Fuel sending unit replaced by dealer cuz needle sticks @1/2 mark, ($750). Still sticks! Take back, they say I hit a big bump, and reset FSU. I ain’t buying it. It still stick, works when it wants to. Noticed other things; temp gauge freaked out once, fribulating like it was hav’g a heart attac. Odometer fades, can hardly see it, then it is back bright again.

Take it back to dealer. They say “oh!” & work on it for 2 days. They say we gonna replace the pc card for the dash, no charge on labor, $65 for the card. Amazing they have it stock!?! this is a 1998 Nissan. STILL DOES IT! fuel gauge, odometer and once in a while the temp gauge goes weird. Once the battery light and the brake light came on stayed on for 2-3 days. Brakes =ok, Fluid = ok, E-brake =ok, batt=ok, alternator =ok False signal I think, related to the gauge problems?

My experience is that older nissans have problems with elec connectors. I think this is maybe a connector problem. I think design defect on the floppy(flimsy) PC card and the connectors that go to them.

What do you think? I have more data if needed.


Oh yeah, forgot this stuff: 1998 Nissan Frontier, 2.4 liter F.I., 5 speed, 2 door, regular cab, basic model with A/C & Power Steering.

The symptoms sound similar to ones that a friend of mine was having with a Ford F-150. Dealer did all reasonable checks and found nothing. Turned out to be a shorted diode in the full wave bridge rectifier of the alternator. Alternators turn out AC voltage, cars run on DC voltage and the rectifier is what changes the AC to DC. When one of the diodes short it causes a ripple known as noise in the voltage that is not detected by normal test equipment. Ask your dealer/repair shop if they have access to an oscilloscope to check the DC voltage for ripple/noise. If you have any electronics geeks near by they can do this for you.

Similar seaflake’s suggestion make sure the dashboard instruments have a good ground.

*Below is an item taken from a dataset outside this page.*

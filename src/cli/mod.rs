//! Interactive command-line surface

pub mod commands;

pub use commands::App;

Every dealership has a copy of The Great Big Book of Excuses To Tell Customers. Service managers and mechanics are required to take a polygraph test to ensure they can look you right in the eye and lie like a rug. Try telling them, “This is a real humdinger of problem, but I know you guys are super-mechanics and if you can fix it, I will personally call your corporate headquarters and tell them what a great dealership you are.”